[PATCH RFC 1/8] block: Introduce provisioning primitives

From: Sarthak Kukreti
Date: Thu Sep 15 2022 - 12:48:53 EST


From: Sarthak Kukreti <sarthakkukreti@xxxxxxxxxxxx>

Introduce block request REQ_OP_PROVISION. The intent of this request
is to request underlying storage to preallocate disk space for the given
block range. Block device that support this capability will export
a provision limit within their request queues.

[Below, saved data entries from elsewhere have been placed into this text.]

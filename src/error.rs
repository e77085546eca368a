use std::io;
use std::process::ExitCode;
use thiserror::Error;

/// Result type for bridge operations
pub type Result<T> = std::result::Result<T, Error>;

/// Errors that can occur during one invocation exchange
#[derive(Error, Debug)]
pub enum Error {
    #[error("malformed request document: {0}")]
    Decode(#[source] serde_json::Error),

    #[error("request document is not a JSON object")]
    NotAnObject,

    #[error("cannot encode response envelope: {0}")]
    Encode(#[source] serde_json::Error),

    #[error("response envelope is {len} bytes, more than the length marker can describe")]
    FrameTooLarge { len: usize },

    #[error("short write: expected {expected} bytes, wrote {written}")]
    ShortWrite { expected: usize, written: usize },

    #[error("cannot read request stream: {0}")]
    Read(#[source] io::Error),

    #[error("cannot write response stream: {0}")]
    Write(#[source] io::Error),

    #[error("cannot flush response stream: {0}")]
    Flush(#[source] io::Error),

    #[error("captured output is {len} bytes, too short to carry a length marker")]
    TruncatedFrame { len: usize },

    #[error("length marker declares {declared} bytes but only {available} precede it")]
    MarkerMismatch { declared: usize, available: usize },
}

impl Error {
    /// Process exit code reported to the host.
    ///
    /// The host distinguishes failure classes by code alone: 2 means the
    /// request never decoded (the handler was not invoked), 3 means framing
    /// went wrong (any output already written must be discarded), 4 means
    /// the underlying streams failed. A panicking handler exits with the
    /// runtime's own panic code, distinct from all of these.
    pub fn exit_code(&self) -> ExitCode {
        let code: u8 = match self {
            Self::Decode(_) | Self::NotAnObject => 2,
            Self::Encode(_)
            | Self::FrameTooLarge { .. }
            | Self::ShortWrite { .. }
            | Self::TruncatedFrame { .. }
            | Self::MarkerMismatch { .. } => 3,
            Self::Read(_) | Self::Write(_) | Self::Flush(_) => 4,
        };
        ExitCode::from(code)
    }
}
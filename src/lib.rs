//! Tether - guest-side bridge for sandboxed request handlers
//!
//! A host launches the guest process once per invocation, writes one JSON
//! request document to its standard input, and reads one JSON response
//! envelope plus a 2-byte little-endian length marker from its standard
//! output before the process exits. This crate is the guest side of that
//! exchange: it decodes the request, invokes the user-supplied handler
//! exactly once, and frames the response with byte-exact write
//! verification.
//!
//! # Example
//!
//! ```rust,ignore
//! use tether::{Request, Response};
//!
//! fn handler(request: Request) -> Response {
//!     Response {
//!         body: format!("hello, {}", request.url),
//!         code: 200,
//!         header: Default::default(),
//!     }
//! }
//!
//! fn main() -> std::process::ExitCode {
//!     tether::serve(handler)
//! }
//! ```
//!
//! Launching and sandboxing the process, timeouts, and retries all belong
//! to the host: the guest does one request in, one response out, then
//! terminates. A non-zero exit code tells the host which phase failed;
//! see [`Error::exit_code`].

mod bridge;
mod error;
mod handler;
pub mod wire;

pub use bridge::{exchange, serve};
pub use error::{Error, Result};
pub use handler::Handler;
pub use wire::{Request, Response};
//! Encoder/framer for the response side of the exchange
//!
//! The guest writes exactly twice: the serialized envelope, then a 2-byte
//! little-endian marker holding the envelope's byte length. The host relies
//! on byte-exact framing, so a write that lands short is fatal on the spot;
//! it is never retried or papered over.

use std::io::Write;

use crate::error::{Error, Result};
use crate::wire::response::{Response, ResponseEnvelope};

/// Width of the trailing length marker in bytes.
///
/// Fixed by the host protocol; the marker is not self-describing, so both
/// sides agree on this width out of band.
pub const MARKER_WIDTH: usize = 2;

/// Serialize the response and write it to the output stream, framed.
///
/// `request_id` must be the identifier of the original request; the
/// response side carries no authoritative identifier of its own. The
/// marker write is only attempted once the document write is verified
/// complete, and both are flushed before returning: a buffered but
/// unflushed response is indistinguishable from no response to the host.
pub fn encode_and_write<W: Write>(
    out: &mut W,
    response: Response,
    request_id: String,
) -> Result<()> {
    let envelope = ResponseEnvelope {
        body: response.body,
        code: response.code,
        request_id,
        header: response.header,
    };

    let document = serde_json::to_vec(&envelope).map_err(Error::Encode)?;
    if document.len() > u16::MAX as usize {
        return Err(Error::FrameTooLarge {
            len: document.len(),
        });
    }

    write_exact(out, &document)?;

    let marker = (document.len() as u16).to_le_bytes();
    write_exact(out, &marker)?;

    out.flush().map_err(Error::Flush)?;

    tracing::debug!(len = document.len(), "response framed");
    Ok(())
}

/// Write `bytes` with a single write call and verify the reported count.
fn write_exact<W: Write>(out: &mut W, bytes: &[u8]) -> Result<()> {
    let written = out.write(bytes).map_err(Error::Write)?;
    if written != bytes.len() {
        return Err(Error::ShortWrite {
            expected: bytes.len(),
            written,
        });
    }
    Ok(())
}

/// A guest's standard-output capture, split at the frame boundaries
#[derive(Debug)]
pub struct Frame<'a> {
    /// The serialized response envelope
    pub document: &'a [u8],
    /// Whatever the handler printed to standard output before the framer ran
    pub logs: &'a [u8],
}

/// Split a complete output capture into logs, document, and marker.
///
/// Host-side counterpart of [`encode_and_write`]: the last [`MARKER_WIDTH`]
/// bytes declare the document length, the declared bytes immediately before
/// them are the document, and any remaining prefix is handler log output.
/// A capture whose marker disagrees with the bytes actually present is
/// rejected; the host must treat the whole invocation as invalid.
pub fn split_frame(raw: &[u8]) -> Result<Frame<'_>> {
    if raw.len() < MARKER_WIDTH {
        return Err(Error::TruncatedFrame { len: raw.len() });
    }

    let marker_start = raw.len() - MARKER_WIDTH;
    let declared = u16::from_le_bytes([raw[marker_start], raw[marker_start + 1]]) as usize;
    if declared > marker_start {
        return Err(Error::MarkerMismatch {
            declared,
            available: marker_start,
        });
    }

    let document_start = marker_start - declared;
    Ok(Frame {
        document: &raw[document_start..marker_start],
        logs: &raw[..document_start],
    })
}
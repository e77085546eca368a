//! Response record and wire envelope

use std::collections::HashMap;

use serde::{Deserialize, Serialize};

/// The handler's result, consumed exactly once by the framer
#[derive(Debug)]
pub struct Response {
    /// Response payload
    pub body: String,
    /// HTTP status code
    pub code: u16,
    /// HTTP headers; multi-valued, order within a name preserved
    pub header: HashMap<String, Vec<String>>,
}

/// The exact structure serialized to the output stream
///
/// Not the same object as [`Response`]: it additionally carries the
/// identifier of the *request*, injected by the framer. Handlers never see
/// this type; it exists on the guest side only for the moment between
/// handler return and write-out, and on the host side to read the wire
/// document back.
#[derive(Debug, Serialize, Deserialize)]
pub struct ResponseEnvelope {
    /// Response payload, verbatim from the handler
    pub body: String,
    /// HTTP status code, verbatim from the handler
    pub code: u16,
    /// Identifier of the original request, never of the response
    pub request_id: String,
    /// HTTP headers, verbatim from the handler
    pub header: HashMap<String, Vec<String>>,
}
//! Wire protocol for the single-shot invocation exchange
//!
//! Wire format:
//! ```text
//! Request (host -> guest, standard input):
//!   [JSON object, read to end-of-stream]
//!
//! Response (guest -> host, standard output):
//!   [JSON document: {"body", "code", "request_id", "header"}]
//!   [2 bytes: document length (u16 LE)]
//! ```
//!
//! The trailing marker lets the host stream the guest's output without
//! knowing the document length up front, then use the last two bytes purely
//! as a completion check. Anything the handler prints to standard output
//! before the framer runs ends up ahead of the document; [`split_frame`]
//! separates it back out on the host side.

mod framer;
mod request;
mod response;

pub use framer::{Frame, MARKER_WIDTH, encode_and_write, split_frame};
pub use request::Request;
pub use response::{Response, ResponseEnvelope};
//! `sml-listener` library.
//!
//! The binary (`src/main.rs`) is responsible for process setup and exit codes.
//! Everything else lives here: the input [`channel`], the SML [`transport`]
//! framing, the [`sml`] parser, and the [`decoder`] that prints readings
//! through an [`output`] formatter. [`app`] ties them together and can be
//! driven with any byte stream.

pub mod app;
pub mod channel;
pub mod decoder;
pub mod obis;
pub mod output;
pub mod sml;
pub mod transport;
pub mod unit;

#[cfg(test)]
mod test_utils;

// Re-export commonly used types at the crate root
pub use app::{ArgsOutcome, Options, RunError, parse_args, run_with_io};
pub use channel::{Channel, ChannelError, LinePolicy, open_channel};
pub use decoder::{Decoder, Flow, RunMode};
pub use obis::{ObisCode, ParseObisError};
pub use output::text::TextFormatter;
pub use output::{EntryError, EntryFormatter, EntryLine};
pub use sml::{ParseError, SmlFile, parse_file};
pub use transport::FrameListener;
pub use unit::{DlmsUnits, UnitResolver};
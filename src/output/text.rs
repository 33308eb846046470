//! `#`-separated text output.
//!
//! ```text
//! 1-0:96.50.1*1#ISK#
//! 1-0:1.8.0*255#1234.5#Wh
//! act_sensor_time#42#
//! ```

use crate::obis::ObisCode;
use crate::output::{EntryError, EntryFormatter, EntryLine};
use crate::sml::{ListEntry, Value};
use crate::unit::{DlmsUnits, UnitResolver};

/// Formats entries as `A-B:C.D.E*F#<value>#[unit]`.
pub struct TextFormatter<U = DlmsUnits> {
    units: U,
}

impl Default for TextFormatter {
    fn default() -> Self {
        Self::new(DlmsUnits)
    }
}

impl<U: UnitResolver> TextFormatter<U> {
    pub fn new(units: U) -> Self {
        Self { units }
    }

    fn reading(&self, obis: ObisCode, raw: f64, entry: &ListEntry) -> String {
        let value = scaled(raw, entry.scaler.unwrap_or(0));
        let unit = entry
            .unit
            .and_then(|code| self.units.resolve(code))
            .unwrap_or_default();
        format!("{obis}#{value}#{unit}")
    }
}

impl<U: UnitResolver> EntryFormatter for TextFormatter<U> {
    fn format_entry(&self, entry: &ListEntry) -> Result<Option<EntryLine>, EntryError> {
        let value = entry.value.as_ref().ok_or(EntryError::MissingValue)?;
        let name = entry.obj_name.as_bytes();
        let obis = ObisCode::from_bytes(name).ok_or(EntryError::ObjectName(name.len()))?;

        let line = match value {
            Value::OctetString(bytes) => EntryLine {
                text: format!("{obis}#{}#", octets_to_text(bytes.as_bytes())),
                flush: false,
            },
            Value::Boolean(flag) => EntryLine {
                text: format!("{obis}#{flag}#"),
                flush: false,
            },
            Value::Integer(raw) => EntryLine {
                text: self.reading(obis, *raw as f64, entry),
                flush: true,
            },
            Value::Unsigned(raw) => EntryLine {
                text: self.reading(obis, *raw as f64, entry),
                flush: true,
            },
            Value::List(_) => return Ok(None),
        };

        Ok(Some(line))
    }

    fn format_sensor_time(&self, counter: u32) -> String {
        format!("act_sensor_time#{counter}#")
    }
}

/// Scale `raw` by `10^scaler` and print it with `max(0, -scaler)` decimals.
pub fn scaled(raw: f64, scaler: i8) -> String {
    let exponent = i32::from(scaler);
    let precision = usize::try_from(-exponent).unwrap_or(0);
    let value = raw * 10f64.powi(exponent);
    format!("{value:.precision$}")
}

/// Render an octet string as text when it is printable ASCII, otherwise as
/// lowercase hex bytes each followed by a space.
pub fn octets_to_text(bytes: &[u8]) -> String {
    if bytes.iter().all(|b| b.is_ascii_graphic() || *b == b' ') {
        return String::from_utf8_lossy(bytes).into_owned();
    }
    bytes.iter().map(|b| format!("{b:02x} ")).collect()
}
//! Input channel for meter data.
//!
//! A channel is either a serial device switched to raw 9600 8N1 mode or, for
//! the device name `-`, standard input. Both are read the same way downstream.

#[cfg(feature = "serial")]
pub mod serial;

use log::debug;
use std::io;
use std::pin::Pin;
use std::task::{Context, Poll};
use thiserror::Error;
use tokio::io::{AsyncRead, ReadBuf};

/// Device name that selects standard input.
pub const STDIN_DEVICE: &str = "-";

/// Errors returned while setting up a channel.
#[derive(Error, Debug)]
pub enum ChannelError {
    #[error("open({path}): {source}")]
    Open {
        path: String,
        #[source]
        source: io::Error,
    },
    #[error("{path}: cannot configure serial line: {source}")]
    Configure {
        path: String,
        #[source]
        source: io::Error,
    },
    #[error("{path}: cannot wait for input: {source}")]
    Register {
        path: String,
        #[source]
        source: io::Error,
    },
    #[error("{path}: serial support not compiled in")]
    SerialUnavailable { path: String },
}

/// How to treat a serial line that rejects the raw-mode settings.
#[derive(Debug, Clone, Copy, PartialEq, Eq, Default)]
pub enum LinePolicy {
    /// Warn and keep reading with whatever settings the line has.
    #[default]
    Degraded,
    /// Fail with [`ChannelError::Configure`].
    Strict,
}

/// An open input channel.
#[derive(Debug)]
pub enum Channel {
    Stdin(tokio::io::Stdin),
    #[cfg(feature = "serial")]
    Serial(serial::SerialPort),
}

impl Channel {
    pub fn is_stdin(&self) -> bool {
        matches!(self, Channel::Stdin(_))
    }
}

/// Open `path` as a meter channel. `-` selects standard input and touches no device.
pub fn open_channel(path: &str, policy: LinePolicy) -> Result<Channel, ChannelError> {
    if path == STDIN_DEVICE {
        debug!("reading meter data from stdin");
        return Ok(Channel::Stdin(tokio::io::stdin()));
    }
    open_serial(path, policy)
}

#[cfg(feature = "serial")]
fn open_serial(path: &str, policy: LinePolicy) -> Result<Channel, ChannelError> {
    serial::SerialPort::open(path, policy).map(Channel::Serial)
}

#[cfg(not(feature = "serial"))]
fn open_serial(path: &str, _policy: LinePolicy) -> Result<Channel, ChannelError> {
    Err(ChannelError::SerialUnavailable {
        path: path.to_string(),
    })
}

impl AsyncRead for Channel {
    fn poll_read(
        self: Pin<&mut Self>,
        cx: &mut Context<'_>,
        buf: &mut ReadBuf<'_>,
    ) -> Poll<io::Result<()>> {
        match self.get_mut() {
            Channel::Stdin(stdin) => Pin::new(stdin).poll_read(cx, buf),
            #[cfg(feature = "serial")]
            Channel::Serial(port) => Pin::new(port).poll_read(cx, buf),
        }
    }
}
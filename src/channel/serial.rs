//! Serial device backend.
//!
//! The device is opened non-blocking with plain `open(2)` and switched to a
//! byte-transparent line discipline through termios, then registered with
//! tokio so reads wait on readiness. Unix only.

use super::{ChannelError, LinePolicy};
use libc::{c_int, c_void};
use log::{debug, warn};
use std::ffi::CString;
use std::io;
use std::mem;
use std::os::fd::{AsRawFd, FromRawFd, OwnedFd};
use std::pin::Pin;
use std::task::{Context, Poll, ready};
use tokio::io::unix::AsyncFd;
use tokio::io::{AsyncRead, ReadBuf};

/// Line speed of the meter's optical/serial interface.
pub const BAUD_RATE: libc::speed_t = libc::B9600;

/// A serial device configured for raw 9600 8N1 reception.
#[derive(Debug)]
pub struct SerialPort {
    inner: AsyncFd<OwnedFd>,
}

impl SerialPort {
    /// Open and configure `path`.
    ///
    /// Failing to raise RTS is only logged. Failing to apply the raw line
    /// settings is logged or fatal depending on `policy`.
    pub fn open(path: &str, policy: LinePolicy) -> Result<Self, ChannelError> {
        let fd = open_device(path).map_err(|source| ChannelError::Open {
            path: path.to_string(),
            source,
        })?;

        if let Err(e) = assert_rts(&fd) {
            warn!("{path}: cannot set RTS: {e}");
        }

        if let Err(source) = set_raw_mode(&fd) {
            match policy {
                LinePolicy::Strict => {
                    return Err(ChannelError::Configure {
                        path: path.to_string(),
                        source,
                    });
                }
                LinePolicy::Degraded => {
                    warn!("{path}: cannot switch to raw 9600 8N1, reading anyway: {source}")
                }
            }
        }

        let inner = AsyncFd::new(fd).map_err(|source| ChannelError::Register {
            path: path.to_string(),
            source,
        })?;

        debug!("opened {path}");
        Ok(Self { inner })
    }
}

fn cvt(ret: c_int) -> io::Result<()> {
    if ret < 0 {
        Err(io::Error::last_os_error())
    } else {
        Ok(())
    }
}

fn open_device(path: &str) -> io::Result<OwnedFd> {
    let c_path = CString::new(path)
        .map_err(|_| io::Error::new(io::ErrorKind::InvalidInput, "path contains a NUL byte"))?;

    let fd = unsafe {
        libc::open(
            c_path.as_ptr(),
            libc::O_RDWR | libc::O_NOCTTY | libc::O_NONBLOCK | libc::O_CLOEXEC,
        )
    };
    if fd < 0 {
        return Err(io::Error::last_os_error());
    }

    Ok(unsafe { OwnedFd::from_raw_fd(fd) })
}

/// Raise RTS, keeping the other modem control bits.
fn assert_rts(fd: &OwnedFd) -> io::Result<()> {
    let mut bits: c_int = 0;
    cvt(unsafe { libc::ioctl(fd.as_raw_fd(), libc::TIOCMGET, &mut bits as *mut c_int) })?;
    bits |= libc::TIOCM_RTS;
    cvt(unsafe { libc::ioctl(fd.as_raw_fd(), libc::TIOCMSET, &bits as *const c_int) })
}

fn set_raw_mode(fd: &OwnedFd) -> io::Result<()> {
    let raw = fd.as_raw_fd();
    let mut config: libc::termios = unsafe { mem::zeroed() };

    cvt(unsafe { libc::tcgetattr(raw, &mut config) })?;
    make_raw(&mut config);
    cvt(unsafe { libc::cfsetispeed(&mut config, BAUD_RATE) })?;
    cvt(unsafe { libc::cfsetospeed(&mut config, BAUD_RATE) })?;
    cvt(unsafe { libc::tcsetattr(raw, libc::TCSANOW, &config) })
}

/// Clear every translation, flow control and line editing flag and select
/// 8 data bits, no parity, one stop bit.
fn make_raw(config: &mut libc::termios) {
    config.c_iflag &= !(libc::IGNBRK
        | libc::BRKINT
        | libc::PARMRK
        | libc::ISTRIP
        | libc::INLCR
        | libc::IGNCR
        | libc::ICRNL
        | libc::IXON
        | libc::IXOFF
        | libc::IXANY);
    config.c_oflag &= !libc::OPOST;
    config.c_lflag &= !(libc::ECHO | libc::ECHONL | libc::ICANON | libc::ISIG | libc::IEXTEN);
    config.c_cflag &=
        !(libc::CSIZE | libc::PARENB | libc::PARODD | libc::CSTOPB | libc::CRTSCTS);
    config.c_cflag |= libc::CS8 | libc::CREAD | libc::CLOCAL;
}

fn read_fd(fd: &OwnedFd, dst: &mut [u8]) -> io::Result<usize> {
    let ret = unsafe { libc::read(fd.as_raw_fd(), dst.as_mut_ptr() as *mut c_void, dst.len()) };
    if ret < 0 {
        Err(io::Error::last_os_error())
    } else {
        Ok(ret as usize)
    }
}

impl AsyncRead for SerialPort {
    fn poll_read(
        self: Pin<&mut Self>,
        cx: &mut Context<'_>,
        buf: &mut ReadBuf<'_>,
    ) -> Poll<io::Result<()>> {
        loop {
            let mut guard = ready!(self.inner.poll_read_ready(cx))?;
            let unfilled = buf.initialize_unfilled();

            match guard.try_io(|inner| read_fd(inner.get_ref(), unfilled)) {
                Ok(Ok(n)) => {
                    buf.advance(n);
                    return Poll::Ready(Ok(()));
                }
                Ok(Err(e)) => return Poll::Ready(Err(e)),
                // readiness was stale, wait again
                Err(_would_block) => continue,
            }
        }
    }
}
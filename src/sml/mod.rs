//! SML (Smart Message Language) message model.
//!
//! A frame payload is an SML file: a sequence of messages, each carrying a
//! tagged body. Only the bodies meters actually push on their optical or
//! serial interface are modelled; everything else is kept as [`MessageBody::Other`].

mod parser;

pub use parser::parse_file;

use std::fmt;
use thiserror::Error;

/// Message body tag of an open response.
pub const OPEN_RESPONSE: u32 = 0x0101;
/// Message body tag of a close response.
pub const CLOSE_RESPONSE: u32 = 0x0201;
/// Message body tag of a measurement-list (GetList) response.
pub const GET_LIST_RESPONSE: u32 = 0x0701;
/// Message body tag of an attention response.
pub const ATTENTION_RESPONSE: u32 = 0xFF01;

/// Errors produced while parsing an SML payload.
#[derive(Error, Debug, Clone, PartialEq)]
pub enum ParseError {
    #[error("unexpected end of SML data at offset {0}")]
    UnexpectedEnd(usize),
    #[error("unknown SML type field {field:#x} at offset {offset}")]
    UnknownType { field: u8, offset: usize },
    #[error("expected {expected} at offset {offset}")]
    UnexpectedType {
        expected: &'static str,
        offset: usize,
    },
    #[error("expected a list of {expected} elements at offset {offset}, found {found}")]
    ListLength {
        expected: usize,
        found: usize,
        offset: usize,
    },
    #[error("integer of {0} bytes does not fit the field")]
    IntegerWidth(usize),
    #[error("unknown SML time variant {0}")]
    TimeVariant(u8),
}

/// An octet string, shown as hex in debug dumps.
#[derive(Clone, PartialEq, Eq, Default)]
pub struct OctetString(pub Vec<u8>);

impl OctetString {
    pub fn as_bytes(&self) -> &[u8] {
        &self.0
    }
}

impl fmt::Debug for OctetString {
    fn fmt(&self, f: &mut fmt::Formatter<'_>) -> fmt::Result {
        write!(f, "{}", hex::encode(&self.0))
    }
}

/// A parsed SML file.
#[derive(Debug, Clone, PartialEq)]
pub struct SmlFile {
    pub messages: Vec<Message>,
}

#[derive(Debug, Clone, PartialEq)]
pub struct Message {
    pub transaction_id: OctetString,
    pub group_no: u8,
    pub abort_on_error: u8,
    pub body: MessageBody,
    pub crc: u16,
}

#[derive(Debug, Clone, PartialEq)]
pub enum MessageBody {
    OpenResponse(OpenResponse),
    CloseResponse(CloseResponse),
    GetListResponse(GetListResponse),
    AttentionResponse(AttentionResponse),
    /// A body this crate does not interpret; its content was skipped.
    Other { tag: u32 },
}

impl MessageBody {
    /// The wire tag of this body.
    pub fn tag(&self) -> u32 {
        match self {
            MessageBody::OpenResponse(_) => OPEN_RESPONSE,
            MessageBody::CloseResponse(_) => CLOSE_RESPONSE,
            MessageBody::GetListResponse(_) => GET_LIST_RESPONSE,
            MessageBody::AttentionResponse(_) => ATTENTION_RESPONSE,
            MessageBody::Other { tag } => *tag,
        }
    }
}

#[derive(Debug, Clone, PartialEq)]
pub struct OpenResponse {
    pub codepage: Option<OctetString>,
    pub client_id: Option<OctetString>,
    pub req_file_id: OctetString,
    pub server_id: OctetString,
    pub ref_time: Option<Time>,
    pub sml_version: Option<u8>,
}

#[derive(Debug, Clone, PartialEq)]
pub struct CloseResponse {
    pub global_signature: Option<OctetString>,
}

/// A measurement-list response.
#[derive(Debug, Clone, PartialEq)]
pub struct GetListResponse {
    pub client_id: Option<OctetString>,
    pub server_id: OctetString,
    pub list_name: Option<OctetString>,
    pub act_sensor_time: Option<Time>,
    pub val_list: Vec<ListEntry>,
    pub list_signature: Option<OctetString>,
    pub act_gateway_time: Option<Time>,
}

#[derive(Debug, Clone, PartialEq)]
pub struct AttentionResponse {
    pub server_id: OctetString,
    pub attention_no: OctetString,
    pub attention_msg: Option<OctetString>,
}

/// One measurement of a measurement-list response.
///
/// `value` is nominally mandatory but some meters omit it.
#[derive(Debug, Clone, PartialEq)]
pub struct ListEntry {
    pub obj_name: OctetString,
    pub status: Option<u64>,
    pub val_time: Option<Time>,
    pub unit: Option<u8>,
    pub scaler: Option<i8>,
    pub value: Option<Value>,
    pub value_signature: Option<OctetString>,
}

#[derive(Debug, Clone, PartialEq)]
pub enum Value {
    OctetString(OctetString),
    Boolean(bool),
    Integer(i64),
    Unsigned(u64),
    List(Vec<Value>),
}

/// An SML time value.
#[derive(Debug, Clone, Copy, PartialEq, Eq)]
pub enum Time {
    SecIndex(u32),
    Timestamp(u32),
    LocalTimestamp {
        timestamp: u32,
        local_offset: i16,
        season_offset: i16,
    },
}

impl Time {
    /// The raw counter carried by this time value, whatever its variant.
    pub fn counter(&self) -> u32 {
        match *self {
            Time::SecIndex(secs) | Time::Timestamp(secs) => secs,
            Time::LocalTimestamp { timestamp, .. } => timestamp,
        }
    }
}
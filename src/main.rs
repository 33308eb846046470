use sml_listener::app::{self, ArgsOutcome, EXIT_ERROR, EXIT_SUCCESS};
use std::panic::{self, PanicHookInfo};

const EXIT_PANIC: i32 = 2;

#[tokio::main(flavor = "current_thread")]
async fn main() {
    // Keep a distinct exit status for crashes so supervisors can tell them apart
    panic::set_hook(Box::new(move |info: &PanicHookInfo| {
        eprintln!("Panic! {}", info);
        std::process::exit(EXIT_PANIC);
    }));

    env_logger::Builder::from_env(env_logger::Env::default().default_filter_or("warn"))
        .target(env_logger::Target::Stderr)
        .init();

    let options = match app::parse_args(std::env::args_os()) {
        ArgsOutcome::Run(options) => options,
        ArgsOutcome::Exit {
            code,
            message,
            diagnostic,
        } => {
            if let Some(diagnostic) = diagnostic {
                eprintln!("{}", diagnostic);
            }
            println!("{}", message);
            std::process::exit(code);
        }
    };

    match app::run(&options).await {
        Ok(_) => std::process::exit(EXIT_SUCCESS),
        Err(why) => {
            eprintln!("error: {}", why);
            std::process::exit(EXIT_ERROR);
        }
    }
}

Signed-off-by: Sarthak Kukreti <sarthakkukreti@xxxxxxxxxxxx>
---
block/blk-core.c | 5 ++++
block/blk-lib.c | 55 +++++++++++++++++++++++++++++++++++++++
block/blk-merge.c | 17 ++++++++++++
block/blk-settings.c | 19 ++++++++++++++
block/blk-sysfs.c | 8 ++++++
block/bounce.c | 1 +
include/linux/bio.h | 6 +++--
include/linux/blk_types.h | 5 +++-
include/linux/blkdev.h | 16 ++++++++++++
9 files changed, 129 insertions(+), 3 deletions(-)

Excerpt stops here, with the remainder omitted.